Recently I gave a two-hour workshop about user-centered documentation to a company. You can view the slides here:

I decided to convert the presentation into a User-Centered Documentation course on my site (similar to my API doc course).

Rather than populating the course page by page, I instead pasted the content from the presentation into different pages as a skeleton outline for the course. You can navigate the pages using the sidebar on the left.

My plan is to go through the 20 or so pages in the course and fill in the details with narrative, background, examples, and other detail. I’ll be working on this through 2017. For now, though, you can get an idea of the course from the skeleton outline.

Observations in Usability Labs

You can learn a lot by watching users in usability labs. At a previous company, we had a usability lab and did some testing with help docs for about a half dozen users.

Usability labs have a mirrored glass that lets you observe users without them realizing they're being watched.

I gained some good insights from these usability sessions. For example, beginning users prefer video. Advanced users like to skim text.

However, these insights were drawn from a small number subjects. It could take years of observation to arrive at a core set of design principles that would be thoroughly tested across many different documentation scenarios and demographics.

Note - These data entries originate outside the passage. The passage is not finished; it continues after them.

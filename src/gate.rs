//! Access gate: request path classification plus session and admin enforcement.
//!
//! Every request passes through [`access_gate`] before reaching a handler.

use axum::{
    Json,
    extract::{Request, State},
    http::StatusCode,
    middleware::Next,
    response::{IntoResponse, Redirect, Response},
};

use crate::{AppState, auth::resolve_session, error::ErrorBody};

/// RouteClass
///
/// How the gate treats a path.
#[derive(Debug, Clone, Copy, PartialEq, Eq)]
pub enum RouteClass {
    /// Served to anyone.
    Public,
    /// Back-office pages and the admin API: session required, admin required for API calls.
    Protected,
    /// Matched by neither set: session required, no admin check.
    Unclassified,
}

/// Pattern
///
/// `Exact` matches one path; `Prefix` matches every path starting with it, the way
/// `/admin(.*)` also covers `/admin` itself.
enum Pattern {
    Exact(&'static str),
    Prefix(&'static str),
}

impl Pattern {
    fn matches(&self, path: &str) -> bool {
        match self {
            Pattern::Exact(exact) => path == *exact,
            Pattern::Prefix(prefix) => path.starts_with(prefix),
        }
    }
}

const PUBLIC_ROUTES: &[Pattern] = &[
    Pattern::Exact("/"),
    Pattern::Exact("/login"),
    Pattern::Exact("/about"),
    Pattern::Exact("/services"),
    Pattern::Exact("/contact"),
    Pattern::Prefix("/sign-in"),
    Pattern::Prefix("/api/public"),
    // Operational endpoints.
    Pattern::Exact("/health"),
    Pattern::Prefix("/swagger-ui"),
    Pattern::Prefix("/api-docs"),
];

const PROTECTED_ROUTES: &[Pattern] = &[
    Pattern::Prefix("/api/products"),
    Pattern::Prefix("/api/content"),
    Pattern::Prefix("/api/upload"),
    Pattern::Prefix("/admin"),
];

/// Classifies a request path. The public set is checked first.
pub fn classify(path: &str) -> RouteClass {
    if PUBLIC_ROUTES.iter().any(|p| p.matches(path)) {
        RouteClass::Public
    } else if PROTECTED_ROUTES.iter().any(|p| p.matches(path)) {
        RouteClass::Protected
    } else {
        RouteClass::Unclassified
    }
}

fn is_api_path(path: &str) -> bool {
    path == "/api" || path.starts_with("/api/")
}

/// GateRejection
///
/// Responses produced by the gate itself, before any handler runs.
#[derive(Debug, PartialEq)]
pub enum GateRejection {
    /// API call without a valid session.
    Unauthorized,
    /// Page request without a valid session; carries the path and query to return to.
    SignIn(String),
    /// API call from a session outside the admin allowlist.
    Forbidden,
}

impl IntoResponse for GateRejection {
    fn into_response(self) -> Response {
        let (status, message) = match self {
            GateRejection::SignIn(target) => {
                return Redirect::to(&sign_in_location(&target)).into_response();
            }
            GateRejection::Unauthorized => (StatusCode::UNAUTHORIZED, "Unauthorized"),
            GateRejection::Forbidden => (StatusCode::FORBIDDEN, "Forbidden"),
        };
        let body = ErrorBody {
            error: message.to_string(),
        };
        (status, Json(body)).into_response()
    }
}

/// Sign-in URL that returns to `target` (path plus query) afterwards. The target is
/// percent-encoded so its own query cannot leak into the sign-in parameters.
pub fn sign_in_location(target: &str) -> String {
    let encoded: String = form_urlencoded::byte_serialize(target.as_bytes()).collect();
    format!("/sign-in?redirect_url={}", encoded)
}

/// access_gate
///
/// Middleware applied to the whole router.
///
/// 1. Logs method and path.
/// 2. Public paths pass straight through.
/// 3. Anything else needs a session from the identity provider; without one, API
///    calls get 401 and pages are redirected to sign-in.
/// 4. Protected API paths additionally require an allowlisted admin email (403).
///    Admin pages do their own allowlist check so they can render the denial view.
///
/// On success the resolved `Session` is stored in the request extensions.
pub async fn access_gate(
    State(state): State<AppState>,
    mut request: Request,
    next: Next,
) -> Result<Response, GateRejection> {
    let path = request.uri().path().to_string();
    let return_to = request
        .uri()
        .path_and_query()
        .map(|pq| pq.as_str().to_string())
        .unwrap_or_else(|| path.clone());
    tracing::info!(method = %request.method(), path = %path, "access gate");

    let class = classify(&path);
    if class == RouteClass::Public {
        return Ok(next.run(request).await);
    }

    let session = resolve_session(state.identity.as_ref(), &state.config, request.headers())
        .await
        .ok_or_else(|| {
            tracing::info!(path = %path, "request without a valid session rejected");
            if is_api_path(&path) {
                GateRejection::Unauthorized
            } else {
                GateRejection::SignIn(return_to.clone())
            }
        })?;

    if class == RouteClass::Protected
        && is_api_path(&path)
        && !state.config.admin_emails.permits(session.email.as_deref())
    {
        tracing::warn!(
            path = %path,
            user_id = %session.user_id,
            "non-admin session refused on admin API"
        );
        return Err(GateRejection::Forbidden);
    }

    request.extensions_mut().insert(session);
    Ok(next.run(request).await)
}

Rather than try to reinvent the wheel by launching thousands of usability studies focused on documentation, I decided instead to piggyback on known design principles. There are already an abundance of known, researched, universal principles of design that have been validated time and again. We can simply apply these general principles to documentation scenarios.

Universal Principles of Design

To leverage existing principles of design, I draw upon a subset of design principles from Universal Principles of Design, by William Lidwell, Kritina Holden, and Jill Butler.

Universal Principles of Design

This book has more than 125 design principles. I read through them all and selected about 20 that seemed most relevant to documentation scenarios. I inserted the principles with my own wording and slant towards documentation.

Applicable Design Principles

The following are the most applicable design principles to documentation. I’ve grouped them into two main categories.

Creating content

Organizing content

You can browse through the brief course pages using the links in the sidebar on the left.

The Universal Design Principles book covers each principle brief in a few pages, with links to more reading. Additionally, the principles are in no particular order (they’re listed alphabetically).

Also note that the authors do not explicitly tie these design principles to any particular domain (such as documentation). These universal principles of design have a sense of being cross-domain in their applicability.